Municipal solar power development is heating up as more customers demand clean energy and the public seeks to minimize energy costs. One of the ways the construction market is responding to this demand is by offering project delivery through public-private partnerships (P3s).

P3s land on the project delivery spectrum somewhere between design-build and full privatization. The private partner agrees to undertake operations, maintenance (or both) in addition to design and construction services, while the public partner oversees the project and retains control and risk where most appropriate to ensure performance goals are satisfied. In some cases, the private partner offers private financing and is repaid directly through user fees from the project or a subsequent municipal bond issuance.
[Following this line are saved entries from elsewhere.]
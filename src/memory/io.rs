//! Endian-aware, bounds-checked reading of primitive values from byte buffers.
//!
//! Every value the heap inspector decodes passes through these helpers: raw bytes are fetched
//! from the target through [`crate::runtime::MemoryReader`] and then interpreted here. The
//! [`HeapIO`] trait abstracts over the fixed-size integer and floating point types, and the
//! `read_*` functions report [`crate::Error::OutOfBounds`] instead of panicking when a buffer is
//! too short.
//!
//! # Examples
//!
//! ```rust
//! use heapscope::memory::{read_le, read_le_at};
//!
//! let data = [0x7F, 0x00, 0x00, 0x01, 0x50, 0x00];
//! let address: u32 = read_le(&data)?;
//! assert_eq!(address, 0x0100_007F);
//!
//! let mut offset = 4;
//! let port: u16 = read_le_at(&data, &mut offset)?;
//! assert_eq!(port, 80);
//! assert_eq!(offset, 6);
//! # Ok::<(), heapscope::Error>(())
//! ```

use crate::{Error::OutOfBounds, Result};

/// Trait for implementing type-specific safe binary data reading operations.
///
/// Each implementation defines a `Bytes` associated type that represents the fixed-size
/// byte array required for that particular type (e.g., `[u8; 4]` for `u32`).
pub trait HeapIO: Sized {
    /// Associated type representing the byte array type for this numeric type.
    type Bytes: Sized + for<'a> TryFrom<&'a [u8]>;

    /// Read T from a byte buffer in little-endian
    fn from_le_bytes(bytes: Self::Bytes) -> Self;
    /// Read T from a byte buffer in big-endian
    fn from_be_bytes(bytes: Self::Bytes) -> Self;
}

macro_rules! impl_heap_io {
    ($($ty:ty),* $(,)?) => {
        $(
            impl HeapIO for $ty {
                type Bytes = [u8; std::mem::size_of::<$ty>()];

                fn from_le_bytes(bytes: Self::Bytes) -> Self {
                    <$ty>::from_le_bytes(bytes)
                }

                fn from_be_bytes(bytes: Self::Bytes) -> Self {
                    <$ty>::from_be_bytes(bytes)
                }
            }
        )*
    };
}

impl_heap_io!(u8, i8, u16, i16, u32, i32, u64, i64, f32, f64);

/// Safely reads a value of type `T` in little-endian byte order from the start of `data`.
///
/// # Errors
/// Returns [`crate::Error::OutOfBounds`] if there are insufficient bytes.
pub fn read_le<T: HeapIO>(data: &[u8]) -> Result<T> {
    let mut offset = 0_usize;
    read_le_at(data, &mut offset)
}

/// Safely reads a value of type `T` in little-endian byte order at `offset`, advancing the offset
/// by the size of `T`.
///
/// # Errors
/// Returns [`crate::Error::OutOfBounds`] if there are insufficient bytes.
pub fn read_le_at<T: HeapIO>(data: &[u8], offset: &mut usize) -> Result<T> {
    let type_len = std::mem::size_of::<T>();
    let Some(end) = offset.checked_add(type_len) else {
        return Err(OutOfBounds);
    };
    if end > data.len() {
        return Err(OutOfBounds);
    }

    let Ok(read) = data[*offset..end].try_into() else {
        return Err(OutOfBounds);
    };

    *offset = end;

    Ok(T::from_le_bytes(read))
}

/// Safely reads a value of type `T` in big-endian byte order from the start of `data`.
///
/// # Errors
/// Returns [`crate::Error::OutOfBounds`] if there are insufficient bytes.
pub fn read_be<T: HeapIO>(data: &[u8]) -> Result<T> {
    let mut offset = 0_usize;
    read_be_at(data, &mut offset)
}

/// Safely reads a value of type `T` in big-endian byte order at `offset`, advancing the offset.
///
/// # Errors
/// Returns [`crate::Error::OutOfBounds`] if there are insufficient bytes.
pub fn read_be_at<T: HeapIO>(data: &[u8], offset: &mut usize) -> Result<T> {
    let type_len = std::mem::size_of::<T>();
    let Some(end) = offset.checked_add(type_len) else {
        return Err(OutOfBounds);
    };
    if end > data.len() {
        return Err(OutOfBounds);
    }

    let Ok(read) = data[*offset..end].try_into() else {
        return Err(OutOfBounds);
    };

    *offset = end;

    Ok(T::from_be_bytes(read))
}

/// Reads a pointer-sized little-endian value, widening 32-bit pointers to `u64`.
///
/// # Errors
/// Returns [`crate::Error::OutOfBounds`] if there are insufficient bytes, or
/// [`crate::Error::Malformed`] for a pointer size other than 4 or 8.
pub fn read_pointer_le(data: &[u8], pointer_size: usize) -> Result<u64> {
    match pointer_size {
        4 => Ok(u64::from(read_le::<u32>(data)?)),
        8 => read_le::<u64>(data),
        other => Err(malformed_error!("Unsupported pointer size {}", other)),
    }
}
P3s are particularly useful for municipal solar generation projects because the structure enables municipalities to offset development costs, allocate risk and increase leverage through public sector innovation. Additionally, by shifting ownership and operation to a private partner, solar development can benefit from federal energy investment tax credits, accelerated depreciation, and varying state and local incentives.
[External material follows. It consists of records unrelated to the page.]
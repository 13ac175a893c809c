//! `System.Data`: rows, tables and data sets.
//!
//! A `DataRow` does not store its values. It holds up to three record numbers (original,
//! current and proposed) that index into the per-column storage arrays of its table. A table
//! keeps its rows in a red-black tree whose nodes are structs in fixed-size pages; node ids
//! encode the page in the upper 16 bits and the slot in the lower 16, and id `0` is the
//! sentinel. Nodes with equal keys may hang off a main-tree node as a satellite tree.
//!
//! Field names are looked up with and without the leading underscore the Core runtime adds.

use strum::Display;

use crate::{
    objects::DynamicObject,
    visualizers::{TypeVisualizer, Visualization},
    Result,
};

/// Framework field name and its Core counterpart
type Names = [&'static str; 2];

const OLD_RECORD: Names = ["oldRecord", "_oldRecord"];
const NEW_RECORD: Names = ["newRecord", "_newRecord"];
const TEMP_RECORD: Names = ["tempRecord", "_tempRecord"];
const COLUMNS: Names = ["_columns", "columns"];
const COLUMN_NAME: Names = ["_columnName", "columnName"];
const STORAGE: Names = ["_storage", "storage"];
const VALUES: Names = ["values", "_values"];
const LIST: Names = ["_list", "list"];
const ITEMS: Names = ["_items", "items"];
const SIZE: Names = ["_size", "size"];
const TABLE_NAME: Names = ["tableName", "_tableName"];
const ROW_COLLECTION: Names = ["rowCollection", "_rowCollection"];
const TABLE_COLLECTION: Names = ["tableCollection", "_tableCollection"];
const ROOT: Names = ["root", "_root"];
const PAGE_TABLE: Names = ["_pageTable", "pageTable"];
const SLOTS: Names = ["Slots", "_slots"];
const LEFT: Names = ["leftId", "_leftId"];
const RIGHT: Names = ["rightId", "_rightId"];
const PARENT: Names = ["parentId", "_parentId"];
const NEXT: Names = ["nextId", "_nextId"];
const KEY: Names = ["keyOfNode", "_keyOfNode"];

const NO_RECORD: i32 = -1;
const NIL: i32 = 0;

fn has_member(object: &DynamicObject<'_>, names: Names) -> bool {
    names.iter().any(|name| object.has_field(name))
}

fn member<'s>(object: &DynamicObject<'s>, names: Names) -> Result<DynamicObject<'s>> {
    let name = names
        .iter()
        .find(|name| object.has_field(name))
        .unwrap_or(&names[0]);
    object.field(name)
}

/// Non-null items of an `ArrayList`
fn array_list_items<'s>(list: &DynamicObject<'s>) -> Result<Vec<DynamicObject<'s>>> {
    if list.is_null() {
        return Ok(Vec::new());
    }
    let items = member(list, ITEMS)?;
    if items.is_null() {
        return Ok(Vec::new());
    }

    let mut used = items.array_length()?;
    if has_member(list, SIZE) {
        let size: i32 = member(list, SIZE)?.to()?;
        used = used.min(usize::try_from(size).unwrap_or(0));
    }

    let mut result = Vec::with_capacity(used);
    for index in 0..used {
        let item = items.index(index as i64)?;
        if !item.is_null() {
            result.push(item);
        }
    }
    Ok(result)
}

/// Lifecycle state of a row, derived from its record numbers.
#[derive(Clone, Copy, Debug, PartialEq, Eq, Display)]
pub enum RowState {
    /// Created but not attached to a table
    Detached,
    /// Attached and unmodified since the last accept
    Unchanged,
    /// Attached since the last accept
    Added,
    /// Deleted, changes not yet accepted
    Deleted,
    /// Changed since the last accept
    Modified,
}

impl RowState {
    /// State for an original and current record pair
    #[must_use]
    pub fn from_records(old_record: i32, new_record: i32) -> Self {
        if old_record == new_record {
            if old_record == NO_RECORD {
                RowState::Detached
            } else {
                RowState::Unchanged
            }
        } else if old_record == NO_RECORD {
            RowState::Added
        } else if new_record == NO_RECORD {
            RowState::Deleted
        } else {
            RowState::Modified
        }
    }
}

/// A column name and the row's value in that column.
#[derive(Clone, Debug)]
pub struct DataColumnValue<'s> {
    /// Column name
    pub name: String,
    /// Value, `None` if the row has no readable record or the column has no storage
    pub value: Option<DynamicObject<'s>>,
}

/// One row and its values in the record it currently exposes.
#[derive(Clone, Debug)]
pub struct DataRowView<'s> {
    /// The `DataRow` object
    pub row: DynamicObject<'s>,
    /// Derived lifecycle state
    pub state: RowState,
    /// Record read: proposed, else current, else original
    pub record: Option<usize>,
    /// Values, in column order
    pub columns: Vec<DataColumnValue<'s>>,
}

impl<'s> DataRowView<'s> {
    /// Read a `DataRow`.
    ///
    /// # Errors
    /// Returns the first read error.
    pub fn read(row: &DynamicObject<'s>) -> Result<Self> {
        let old_record: i32 = member(row, OLD_RECORD)?.to()?;
        let new_record: i32 = member(row, NEW_RECORD)?.to()?;
        let temp_record: i32 = member(row, TEMP_RECORD)?.to()?;

        let record = [temp_record, new_record, old_record]
            .into_iter()
            .find(|record| *record != NO_RECORD)
            .and_then(|record| usize::try_from(record).ok());

        let mut columns = Vec::new();
        let collection = member(row, COLUMNS)?;
        if !collection.is_null() {
            for column in array_list_items(&member(&collection, LIST)?)? {
                columns.push(DataColumnValue {
                    name: member(&column, COLUMN_NAME)?.to()?,
                    value: column_value(&column, record)?,
                });
            }
        }

        Ok(DataRowView {
            row: row.clone(),
            state: RowState::from_records(old_record, new_record),
            record,
            columns,
        })
    }

    /// Value of the column `name`
    #[must_use]
    pub fn get(&self, name: &str) -> Option<&DynamicObject<'s>> {
        self.columns
            .iter()
            .find(|column| column.name == name)
            .and_then(|column| column.value.as_ref())
    }
}

fn column_value<'s>(
    column: &DynamicObject<'s>,
    record: Option<usize>,
) -> Result<Option<DynamicObject<'s>>> {
    let Some(record) = record else {
        return Ok(None);
    };

    let storage = member(column, STORAGE)?;
    if storage.is_null() {
        return Ok(None);
    }

    let values = member(&storage, VALUES)?;
    if values.is_null() || record >= values.array_length()? {
        return Ok(None);
    }
    values.index(record as i64).map(Some)
}

/// A table and its rows in tree order.
#[derive(Clone, Debug)]
pub struct DataTableView<'s> {
    /// Table name
    pub name: String,
    /// Rows
    pub rows: Vec<DataRowView<'s>>,
}

impl<'s> DataTableView<'s> {
    /// Read a `DataTable`.
    ///
    /// # Errors
    /// Returns the first read error, or a malformed error for a corrupt row tree.
    pub fn read(table: &DynamicObject<'s>) -> Result<Self> {
        let name_field = member(table, TABLE_NAME)?;
        let name = if name_field.is_null() {
            String::new()
        } else {
            name_field.to()?
        };

        let collection = member(table, ROW_COLLECTION)?;
        let mut rows = Vec::new();
        if !collection.is_null() {
            for row in tree_keys(&member(&collection, LIST)?)? {
                if !row.is_null() {
                    rows.push(DataRowView::read(&row)?);
                }
            }
        }

        Ok(DataTableView { name, rows })
    }
}

/// Tables of a data set, ordered by name.
#[derive(Clone, Debug)]
pub struct DataSetView<'s> {
    /// Tables
    pub tables: Vec<DataTableView<'s>>,
}

impl<'s> DataSetView<'s> {
    /// Table named `name`
    #[must_use]
    pub fn table(&self, name: &str) -> Option<&DataTableView<'s>> {
        self.tables.iter().find(|table| table.name == name)
    }
}

/// Keys of a paged red-black tree, in order
fn tree_keys<'s>(tree: &DynamicObject<'s>) -> Result<Vec<DynamicObject<'s>>> {
    if tree.is_null() {
        return Ok(Vec::new());
    }

    let root: i32 = member(tree, ROOT)?.to()?;
    if root == NIL {
        return Ok(Vec::new());
    }

    let pages = member(tree, PAGE_TABLE)?;
    let mut walker = TreeWalker::new(pages)?;
    let mut keys = Vec::new();
    let mut node = NIL;
    let mut main = root;

    while walker.advance(&mut node, &mut main)? {
        keys.push(member(&walker.node(node)?, KEY)?);
    }
    Ok(keys)
}

struct TreeWalker<'s> {
    pages: DynamicObject<'s>,
    budget: usize,
}

impl<'s> TreeWalker<'s> {
    fn new(pages: DynamicObject<'s>) -> Result<Self> {
        let mut slots = 0;
        for index in 0..pages.array_length()? {
            let page = pages.index(index as i64)?;
            if !page.is_null() {
                let page_slots = member(&page, SLOTS)?;
                if !page_slots.is_null() {
                    slots += page_slots.array_length()?;
                }
            }
        }

        // An in-order walk touches every link a bounded number of times
        Ok(TreeWalker {
            pages,
            budget: 16 * (slots + 1),
        })
    }

    fn node(&mut self, id: i32) -> Result<DynamicObject<'s>> {
        if self.budget == 0 {
            return Err(malformed_error!("Row tree walk does not terminate"));
        }
        self.budget -= 1;

        let page = self.pages.index(i64::from(id >> 16))?;
        if page.is_null() {
            return Err(malformed_error!("Row tree node {} is on a missing page", id));
        }
        member(&page, SLOTS)?.index(i64::from(id & 0xFFFF))
    }

    fn link(&mut self, id: i32, names: Names) -> Result<i32> {
        member(&self.node(id)?, names)?.to()
    }

    fn minimum(&mut self, mut id: i32) -> Result<i32> {
        loop {
            let left = self.link(id, LEFT)?;
            if left == NIL {
                return Ok(id);
            }
            id = left;
        }
    }

    fn successor(&mut self, mut id: i32) -> Result<i32> {
        let right = self.link(id, RIGHT)?;
        if right != NIL {
            return self.minimum(right);
        }

        let mut parent = self.link(id, PARENT)?;
        while parent != NIL && id == self.link(parent, RIGHT)? {
            id = parent;
            parent = self.link(parent, PARENT)?;
        }
        Ok(parent)
    }

    /// Move `node` to the next key-holding node; `main` is the main-tree node owning the
    /// satellite tree being walked, or the root before the first step.
    fn advance(&mut self, node: &mut i32, main: &mut i32) -> Result<bool> {
        if *node == NIL {
            *node = self.minimum(*main)?;
            *main = NIL;
        } else {
            *node = self.successor(*node)?;
            if *node == NIL && *main != NIL {
                *node = self.successor(*main)?;
                *main = NIL;
            }
        }

        if *node != NIL {
            let satellite = self.link(*node, NEXT)?;
            if satellite != NIL {
                if *main != NIL {
                    return Err(malformed_error!(
                        "Row tree node {} has a satellite tree inside a satellite tree",
                        *node
                    ));
                }
                *main = *node;
                *node = self.minimum(satellite)?;
            }
        }

        Ok(*node != NIL)
    }
}

/// Visualizer for `System.Data.DataRow`.
pub struct DataRowVisualizer;

impl TypeVisualizer for DataRowVisualizer {
    fn name(&self) -> &'static str {
        "DataRow"
    }

    fn required_fields(&self) -> &'static [&'static str] {
        &["oldRecord", "newRecord", "tempRecord", "_columns"]
    }

    fn matches_shape(&self, object: &DynamicObject<'_>) -> bool {
        [OLD_RECORD, NEW_RECORD, TEMP_RECORD, COLUMNS]
            .into_iter()
            .all(|names| has_member(object, names))
    }

    fn visualize<'s>(&self, object: &DynamicObject<'s>) -> Result<Visualization<'s>> {
        Ok(Visualization::Row(DataRowView::read(object)?))
    }
}

/// Visualizer for `System.Data.DataTable`.
pub struct DataTableVisualizer;

impl TypeVisualizer for DataTableVisualizer {
    fn name(&self) -> &'static str {
        "DataTable"
    }

    fn required_fields(&self) -> &'static [&'static str] {
        &["tableName", "rowCollection"]
    }

    fn matches_shape(&self, object: &DynamicObject<'_>) -> bool {
        has_member(object, TABLE_NAME) && has_member(object, ROW_COLLECTION)
    }

    fn visualize<'s>(&self, object: &DynamicObject<'s>) -> Result<Visualization<'s>> {
        Ok(Visualization::Table(DataTableView::read(object)?))
    }
}

/// Visualizer for `System.Data.DataSet`.
pub struct DataSetVisualizer;

impl TypeVisualizer for DataSetVisualizer {
    fn name(&self) -> &'static str {
        "DataSet"
    }

    fn required_fields(&self) -> &'static [&'static str] {
        &["tableCollection"]
    }

    fn matches_shape(&self, object: &DynamicObject<'_>) -> bool {
        has_member(object, TABLE_COLLECTION)
    }

    fn visualize<'s>(&self, object: &DynamicObject<'s>) -> Result<Visualization<'s>> {
        let collection = member(object, TABLE_COLLECTION)?;
        let mut tables = Vec::new();
        if !collection.is_null() {
            for table in array_list_items(&member(&collection, LIST)?)? {
                tables.push(DataTableView::read(&table)?);
            }
        }
        tables.sort_by(|left, right| left.name.cmp(&right.name));

        Ok(Visualization::DataSet(DataSetView { tables }))
    }
}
In turn, public benefits are realized through reduced upfront project costs, long-term gains from renewable energy generation and the ability to address additional priorities via leveraged investments. P3s provide financing flexibility and the ability to monetize tax benefits that are otherwise unavailable to municipalities, all while shifting the project delivery responsibilities to a private partner with expertise in the area of solar development and generation.
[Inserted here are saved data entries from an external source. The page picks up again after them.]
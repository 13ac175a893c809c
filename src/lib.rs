// Copyright 2025 Johann Kempter
//
// Licensed under the Apache License, Version 2.0 (the "License");
// you may not use this file except in compliance with the License.
// You may obtain a copy of the License at
//
//     http://www.apache.org/licenses/LICENSE-2.0
//
// Unless required by applicable law or agreed to in writing, software
// distributed under the License is distributed on an "AS IS" BASIS,
// WITHOUT WARRANTIES OR CONDITIONS OF ANY KIND, either express or implied.
// See the License for the specific language governing permissions and
// limitations under the License.
//
// SPDX-License-Identifier: Apache-2.0

#![doc(html_no_source)]
#![deny(missing_docs)]
#![deny(unsafe_code)]

//! # heapscope
//!
//! Dynamic, schema-free inspection of .NET managed heaps.
//!
//! `heapscope` navigates the objects of a live process or crash dump without knowing their
//! types at compile time: fields are looked up by name, arrays are indexed, terminal values
//! such as strings, timestamps, GUIDs, IP addresses and certificates are decoded into native
//! Rust values. Build-time obfuscation is undone on the fly through the obfuscator's renaming
//! map, so code reads `order.field("customer")` even when the field is called `a` in the
//! target.
//!
//! ## Features
//!
//! - **Dynamic objects** - [`objects::DynamicObject`] navigates fields, elements and
//!   references, re-resolving polymorphic references to their actual type
//! - **Value decoding** - [`decoder`] turns primitives and well-known framework types into
//!   [`objects::SimpleValue`]s
//! - **Deobfuscation** - [`obfuscation`] loads renaming maps, translates composite type names
//!   and rewrites obfuscated stack traces
//! - **Reverse references** - [`references::ReferenceIndex`] answers "who points at this
//!   object" in constant time after one heap scan
//! - **Visualizers** - [`visualizers`] present collections and `System.Data` tables by their
//!   logical content
//!
//! ## Quick Start
//!
//! Everything starts from a [`session::HeapSession`] over a [`runtime::TypeCatalog`], the
//! interface through which the target's memory and runtime types are seen.
//! [`runtime::MemorySnapshot`] implements it over captured memory regions.
//!
//! ```rust
//! use std::sync::Arc;
//! use heapscope::prelude::*;
//!
//! let int32 = Arc::new(RuntimeType::primitive(1, ElementKind::I4));
//! let counter = Arc::new(
//!     RuntimeType::new(2, "Demo.Counter")
//!         .with_flags(TypeFlags::OBJECT_REFERENCE)
//!         .with_base_size(16),
//! );
//! counter.add_field("hits", &int32, 0);
//!
//! let mut heap = MemorySnapshot::new(8);
//! heap.register_type(&int32);
//! heap.register_type(&counter);
//! let address = heap.alloc_object(&counter, 16)?;
//! heap.write(address + 8, &7_i32.to_le_bytes())?;
//!
//! let session = HeapSession::new(heap);
//! for object in session.objects_of_type("Demo.*")? {
//!     assert_eq!(object.field("hits")?.to::<i32>()?, 7);
//! }
//! # Ok::<(), heapscope::Error>(())
//! ```
//!
//! ## Architecture
//!
//! - [`runtime`] - the collaborator interface: memory reads, runtime types, heap enumeration
//! - [`session`] - the explicit inspection context every object borrows from
//! - [`objects`] - dynamic objects, simple values and text rendering
//! - [`decoder`] - decoders for terminal values
//! - [`obfuscation`] - renaming maps, type-name parsing, stack-trace rewriting
//! - [`references`] - the reverse reference index
//! - [`visualizers`] - views of well-known framework types
//! - [`prelude`] - re-exports of the commonly used types
//!
//! ## Error Handling
//!
//! Fallible operations return [`Result<T>`](Result). Data-integrity problems (short reads,
//! missing required fields, malformed structures) always surface as errors; lookups with a
//! natural "absent" meaning, such as a type the renaming map does not mention or an object
//! without a visualizer, degrade to identity results instead.
//!
//! ```rust
//! use heapscope::{prelude::*, Error};
//!
//! let session = HeapSession::new(MemorySnapshot::new(8));
//! let unknown = session.object(0x1000);
//! assert!(unknown.is_undefined());
//! assert!(matches!(unknown.field("x"), Err(Error::UnresolvedType { .. })));
//! ```

#[macro_use]
pub(crate) mod error;

pub mod decoder;
pub mod memory;
pub mod obfuscation;
pub mod objects;
pub mod prelude;
pub mod references;
pub mod runtime;
pub mod session;
pub mod visualizers;

#[cfg(test)]
pub(crate) mod test;

/// `heapscope` Result type.
///
/// A type alias for `std::result::Result<T, Error>` where the error type is always
/// [`Error`].
pub type Result<T> = std::result::Result<T, Error>;

/// `heapscope` Error type.
///
/// The main error type for all operations in this crate. Provides detailed error information
/// for heap reads, object navigation, value decoding and renaming-map loading.
///
/// # Example
///
/// ```rust
/// use heapscope::{prelude::*, Error};
///
/// let session = HeapSession::new(MemorySnapshot::new(8));
/// match session.object(0x1000).field("total") {
///     Ok(total) => println!("{total}"),
///     Err(Error::UnresolvedType { address }) => println!("nothing at 0x{address:X}"),
///     Err(e) => println!("Error: {e}"),
/// }
/// ```
pub use error::Error;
That said, just as with other P3 projects, the private partner needs to be cognizant of risks throughout the process.
  • Should the firm make the long-term commitment to developing a relationship and educating a municipality on the economics of a solar project if there eventually will be a competitive bidding process? When a municipality issues a request for qualifications or proposals for a solar project, then the front-end commitment will be limited, but there will be substantially more competition. In that case, the question becomes whether to invest time and resources in preparing a response if there are a number of other competitors.
  • Do public contracting requirements, such as prevailing wages, labor, disadvantaged business set-asides and bonding requirements apply? If so, what is the impact on the valuefor- money analysis for both parties? With a P3 model, these requirements may not apply or may be negotiated by the municipality.
  • Will securing entitlements be an issue? Tax incentives and utility regulations vary depending on the type of municipality, by state and by regulatory jurisdiction. Furthermore, federal investment tax credits are set to expire in 2016, causing uncertainty.
  • Is there statutory authorization for the transaction structure? While specific P3 legislation is usually not necessary, the structure  will likely vary depending on state statutes and local ordinances.
  • Is risk shared for fluctuations in equipment pricing, sourcing or shortages due to tariffs or other causes outside the control of either party?
  • Will the municipal equity participation be in-kind, such as through donation of real estate? If so, who will be\ responsible for latent subsurface and environmental conditions? Will testing take place prior to the project award? Furthermore, if the property is not donated, will the private partner’s long-term lease of the real property at nominal rental rates trigger a tax liability?
  • Who can utilize the tax credits? The transaction costs associated with structuring the P3 are substantially reduced if the private partner has the ability to utilize tax credits directly because participation by third-party investors would not be required to monetize the tax benefits. The cost savings would give the private partner a competitive advantage in any competitive proposal process.
P3s are not just for mega-projects or states with specific P3 legislation; rather, this project delivery method can be a viable alternative for public projects in which long-term benefits are otherwise hindered by short-term public sector constraints.

In the municipal solar development context, P3s are particularly useful because they can be combined with existing incentives to make both small and large projects feasible. The keys to the private partner’s success are good risk analysis, expert team assembly and proper alignment of the public partner’s goals with the public sector’s priorities.